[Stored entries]

Segment Open

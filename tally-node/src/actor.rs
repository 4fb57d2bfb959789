use crate::contract::LedgerContract;
use crate::store::MemStore;
use tally_common::crypto;
use tally_common::message::{
    CallMode, CommitStatus, NodeMessage, TransactionOutcome, TransactionReply, TransactionRequest,
    COMMIT_VALID,
};

use std::net::SocketAddr;

use anyhow::Result;
use borsh::{BorshDeserialize, BorshSerialize};
use bytes::Bytes;
use log::{debug, trace, warn};
use tally_network::server::Server;
use tokio::sync::mpsc::{channel, Receiver, Sender};

/// Client-facing actor: executes incoming transaction calls against the
/// world state, one at a time, and notifies submitters once their write has
/// been sequenced.
pub struct ClientActor {
    store: MemStore,
    contract: LedgerContract,
    net_sender: Sender<(SocketAddr, Bytes)>,
    net_receiver: Receiver<(SocketAddr, Bytes)>,
    commit_sender: Sender<(SocketAddr, CommitStatus)>,
}

impl ClientActor {
    pub async fn run(listen_addr: SocketAddr, store: MemStore) {
        let (net_sender, net_receiver) = Server::spawn(listen_addr);
        let commit_sender = CommitNotifier::spawn(net_sender.clone());
        let mut actor = Self {
            store,
            contract: LedgerContract::new(),
            net_sender,
            net_receiver,
            commit_sender,
        };
        while let Some((peer_addr, frame)) = actor.net_receiver.recv().await {
            if let Err(e) = actor.handle_frame(peer_addr, frame).await {
                warn!("dropping request from {}: {}", peer_addr, e);
            }
        }
    }

    async fn handle_frame(&mut self, peer_addr: SocketAddr, frame: Bytes) -> Result<()> {
        let mut frame = frame.as_ref();
        let request = TransactionRequest::deserialize(&mut frame)?;
        trace!(
            "request {} from {}: {} ({:?})",
            request.transaction_id,
            peer_addr,
            request.call.name,
            request.mode
        );
        let (reply, commit) = self.process(request);
        self.net_sender
            .send((peer_addr, encode_frame(&NodeMessage::Reply(reply))?))
            .await?;
        if let Some(status) = commit {
            self.commit_sender.send((peer_addr, status)).await?;
        }
        Ok(())
    }

    /// Executes one call to completion. Evaluate calls run against a fork of
    /// the state so their writes are discarded; only submit calls produce a
    /// commit status, and only when the contract accepted the write.
    fn process(&mut self, request: TransactionRequest) -> (TransactionReply, Option<CommitStatus>) {
        let outcome = self.execute(&request);
        let commit = match (&outcome, request.mode) {
            (TransactionOutcome::Ok(_), CallMode::Submit) => Some(CommitStatus {
                transaction_id: request.transaction_id.clone(),
                successful: true,
                code: COMMIT_VALID,
            }),
            _ => None,
        };
        let reply = TransactionReply {
            transaction_id: request.transaction_id,
            outcome,
        };
        (reply, commit)
    }

    fn execute(&mut self, request: &TransactionRequest) -> TransactionOutcome {
        let payload = match TransactionRequest::signing_bytes(
            &request.transaction_id,
            request.mode,
            &request.call,
        ) {
            Ok(payload) => payload,
            Err(e) => return TransactionOutcome::Err(format!("malformed request: {e}")),
        };
        if crypto::verify(request.requester, &payload, &request.signature).is_err() {
            debug!("bad signature on {}", request.transaction_id);
            return TransactionOutcome::Err("invalid request signature".to_string());
        }
        let result = match request.mode {
            CallMode::Evaluate => {
                let mut fork = self.store.fork();
                self.contract.invoke(&mut fork, &request.call)
            }
            CallMode::Submit => self.contract.invoke(&mut self.store, &request.call),
        };
        match result {
            Ok(bytes) => TransactionOutcome::Ok(bytes),
            Err(e) => TransactionOutcome::Err(e.to_string()),
        }
    }
}

/// Delivers commit notifications after the reply for the same transaction.
/// Kept as its own task so sequencing of later requests is never blocked on a
/// slow notification receiver.
struct CommitNotifier;

impl CommitNotifier {
    fn spawn(net_sender: Sender<(SocketAddr, Bytes)>) -> Sender<(SocketAddr, CommitStatus)> {
        let (sender, mut receiver) = channel::<(SocketAddr, CommitStatus)>(1000);
        tokio::spawn(async move {
            while let Some((peer_addr, status)) = receiver.recv().await {
                trace!(
                    "commit status for {}: successful={} code={}",
                    status.transaction_id,
                    status.successful,
                    status.code
                );
                match encode_frame(&NodeMessage::Commit(status)) {
                    Ok(frame) => {
                        if net_sender.send((peer_addr, frame)).await.is_err() {
                            return;
                        }
                    }
                    Err(e) => warn!("commit status encode failed: {}", e),
                }
            }
        });
        sender
    }
}

fn encode_frame(message: &NodeMessage) -> Result<Bytes> {
    Ok(message.try_to_vec()?.into())
}

#[cfg(test)]
mod tests {
    use super::*;
    use tally_common::crypto::Keypair;
    use tally_common::message::TransactionCall;

    fn test_actor() -> (ClientActor, Receiver<(SocketAddr, Bytes)>) {
        let (net_sender, net_rx) = channel(16);
        let (_outbound, net_receiver) = channel(16);
        let (commit_sender, _commit_rx) = channel(16);
        let actor = ClientActor {
            store: MemStore::new(),
            contract: LedgerContract::new(),
            net_sender,
            net_receiver,
            commit_sender,
        };
        (actor, net_rx)
    }

    fn signed_request(
        keypair: &Keypair,
        transaction_id: &str,
        mode: CallMode,
        name: &str,
        args: &[&str],
    ) -> TransactionRequest {
        let call = TransactionCall::new(name, args);
        let payload = TransactionRequest::signing_bytes(transaction_id, mode, &call).unwrap();
        TransactionRequest {
            transaction_id: transaction_id.to_string(),
            mode,
            call,
            requester: keypair.public.to_bytes(),
            signature: crypto::sign(keypair, &payload),
        }
    }

    #[test]
    fn submit_persists_and_produces_commit_status() {
        let (mut actor, _net) = test_actor();
        let keypair = crypto::generate_keypair();
        let (reply, commit) = actor.process(signed_request(
            &keypair,
            "run-1-0",
            CallMode::Submit,
            "CreateSubject",
            &["subject1", "Aldo", "A1"],
        ));
        assert!(matches!(reply.outcome, TransactionOutcome::Ok(_)));
        let status = commit.expect("submit must produce a commit status");
        assert_eq!(status.transaction_id, "run-1-0");
        assert!(status.successful);
        assert_eq!(status.code, COMMIT_VALID);

        let (reply, _) = actor.process(signed_request(
            &keypair,
            "run-1-1",
            CallMode::Evaluate,
            "PaymentExists",
            &["subject1"],
        ));
        match reply.outcome {
            TransactionOutcome::Ok(bytes) => assert_eq!(bytes, b"true"),
            other => panic!("unexpected outcome: {other:?}"),
        }
    }

    #[test]
    fn evaluate_never_persists_or_commits() {
        let (mut actor, _net) = test_actor();
        let keypair = crypto::generate_keypair();
        let (reply, commit) = actor.process(signed_request(
            &keypair,
            "run-2-0",
            CallMode::Evaluate,
            "CreateSubject",
            &["subject1", "Aldo", "A1"],
        ));
        assert!(matches!(reply.outcome, TransactionOutcome::Ok(_)));
        assert!(commit.is_none());

        let (reply, _) = actor.process(signed_request(
            &keypair,
            "run-2-1",
            CallMode::Evaluate,
            "PaymentExists",
            &["subject1"],
        ));
        match reply.outcome {
            TransactionOutcome::Ok(bytes) => assert_eq!(bytes, b"false"),
            other => panic!("unexpected outcome: {other:?}"),
        }
    }

    #[test]
    fn rejected_submit_surfaces_the_contract_error_verbatim() {
        let (mut actor, _net) = test_actor();
        let keypair = crypto::generate_keypair();
        let (reply, commit) = actor.process(signed_request(
            &keypair,
            "run-3-0",
            CallMode::Submit,
            "UpdatePayment",
            &[
                "payment70",
                "ord",
                "POS",
                "2024-01-01T00:00:00.000Z",
                "uri",
                "hash",
                "300",
            ],
        ));
        assert!(commit.is_none());
        match reply.outcome {
            TransactionOutcome::Err(message) => {
                assert_eq!(message, "The asset payment70 does not exist")
            }
            other => panic!("unexpected outcome: {other:?}"),
        }
    }

    #[test]
    fn bad_signature_is_rejected_without_execution() {
        let (mut actor, _net) = test_actor();
        let keypair = crypto::generate_keypair();
        let mut request = signed_request(
            &keypair,
            "run-4-0",
            CallMode::Submit,
            "CreateSubject",
            &["subject1", "Aldo", "A1"],
        );
        request.call.args[1] = "Mallory".to_string();

        let (reply, commit) = actor.process(request);
        assert!(commit.is_none());
        assert!(matches!(reply.outcome, TransactionOutcome::Err(_)));

        let (reply, _) = actor.process(signed_request(
            &keypair,
            "run-4-1",
            CallMode::Evaluate,
            "PaymentExists",
            &["subject1"],
        ));
        match reply.outcome {
            TransactionOutcome::Ok(bytes) => assert_eq!(bytes, b"false"),
            other => panic!("unexpected outcome: {other:?}"),
        }
    }
}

Segment Closed

### PROBLEM DETAILS
Please print the records above exactly from their first line. End with the line containing "use bytes::Bytes;", and include it.

### TASK ANSWER
filename tally-node/src/actor.rs
repository 4fb57d2bfb959789
use crate::contract::LedgerContract;
use crate::store::MemStore;
use tally_common::crypto;
use tally_common::message::{
    CallMode, CommitStatus, NodeMessage, TransactionOutcome, TransactionReply, TransactionRequest,
    COMMIT_VALID,
};

use std::net::SocketAddr;

use anyhow::Result;
use borsh::{BorshDeserialize, BorshSerialize};
use bytes::Bytes;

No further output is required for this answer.